Fake news is bad. But fake history is even worse

By .

From Turkey to China, strongmen rewrite the past to suit their ends. But democracies are not immune to this revisionism.

Controlling memory is at the heart of the Putin regime in Russia. Not only has Stalin been rehabilitated, with new monuments built to honour him across the country, but historians and human rights activists who work to document Stalinist crime have come under political pressure…

In Xi Jinping’s China, any mention of the horrors of the Cultural Revolution or of the Tiananmen square massacre is stamped out because it’s seen as a challenge to Communist party rule. Collective amnesia is what the regime seeks on issues that risk undermining its legitimacy. It’s not enough to throw dissidents in prison or censor information; the past is purged

And while it’s tempting to think the rewriting of history is something found exclusively in illiberal or dictatorial systems, it has increasingly become a feature of democracies. Donald Trump’s speech in Warsaw last month strove to cast Poland’s historical struggle for freedom and independence as a “civilisational” battle for family values, “tradition” and “God”, rather than an aspiration to democracy…
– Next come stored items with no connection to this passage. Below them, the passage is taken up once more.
use camino::Utf8PathBuf;
use m3_install::ResolveError;
use miette::Diagnostic;
use thiserror::Error;

#[derive(Error, Debug, Diagnostic)]
pub enum CliError {
    #[error("No game root configured for {game}")]
    #[diagnostic(
        code(config::game_root_missing),
        help("Pass --game-root or run 'm3 config set-game-root {game} <path>'")
    )]
    GameRootNotConfigured { game: String },

    #[error("File not found: {path}")]
    #[diagnostic(
        code(file::not_found),
        help("Make sure the file exists and the path is correct")
    )]
    FileNotFound { path: Utf8PathBuf },

    #[error("Invalid alternate selection: {value}")]
    #[diagnostic(
        code(resolve::invalid_selection),
        help("Selections are written as JOB=ALTERNATE, e.g. BASEGAME=\"Night lighting\"")
    )]
    InvalidSelection { value: String },

    #[error("Invalid game: {value}")]
    #[diagnostic(
        code(config::invalid_game),
        help("Valid games are ME1, ME2, ME3, LE1, LE2 and LE3")
    )]
    InvalidGame { value: String },

    #[error("The mod cannot be installed")]
    #[diagnostic(
        code(resolve::failed),
        help("Check the selected alternates and the jobs declared in the mod definition")
    )]
    Resolve {
        #[source]
        source: ResolveError,
    },

    #[error("Container error")]
    #[diagnostic(code(container::error))]
    Container {
        #[from]
        source: m3_container::ContainerError,
    },

    #[error("Mod definition error")]
    #[diagnostic(
        code(mod_definition::error),
        help("Check the moddef.json or moddef.toml file for syntax errors")
    )]
    ModDefinition {
        #[from]
        source: m3_mod_definition::ModDefinitionError,
    },

    #[error("Installation target error")]
    #[diagnostic(code(install::error))]
    Install {
        #[from]
        source: m3_install::Error,
    },

    #[error("Merge DLC error")]
    #[diagnostic(code(merge_dlc::error))]
    MergeDlc {
        #[from]
        source: m3_merge_dlc::MergeDlcError,
    },

    #[error("IO operation failed")]
    #[diagnostic(code(io::operation_failed))]
    IoError {
        #[from]
        source: std::io::Error,
    },
}

impl CliError {
    pub fn game_root_not_configured(game: impl ToString) -> Self {
        Self::GameRootNotConfigured {
            game: game.to_string(),
        }
    }

    pub fn file_not_found(path: impl Into<Utf8PathBuf>) -> Self {
        Self::FileNotFound { path: path.into() }
    }

    pub fn invalid_selection(value: impl Into<String>) -> Self {
        Self::InvalidSelection {
            value: value.into(),
        }
    }
}

impl From<ResolveError> for CliError {
    fn from(source: ResolveError) -> Self {
        Self::Resolve { source }
    }
}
In Britain, Brexiteers have proven willing to supply their own version of history. Nostalgia for the days of empire and their “swashbuckling spirit” comes accompanied with the mantra that the European project was a tyrannical straitjacket all along…

George Orwell’s 1984 contains a well-known phrase about history and its importance: “He who controls the past controls the future. He who controls the present controls the past”. We worry rightly about the impact of fake news, but today’s nationalist passions are even more deeply rooted in the distortion of history, which citizens in many countries lap up despite the fact it is poison. The past has always been a battleground. The 20th century showed to what extremes state control over memory could go. Primo Levi, who experienced the nightmare of Nazi concentration camps, once wrote that the entire history of the Reich “can be re-read as a war against memory”…

Read the full feature here.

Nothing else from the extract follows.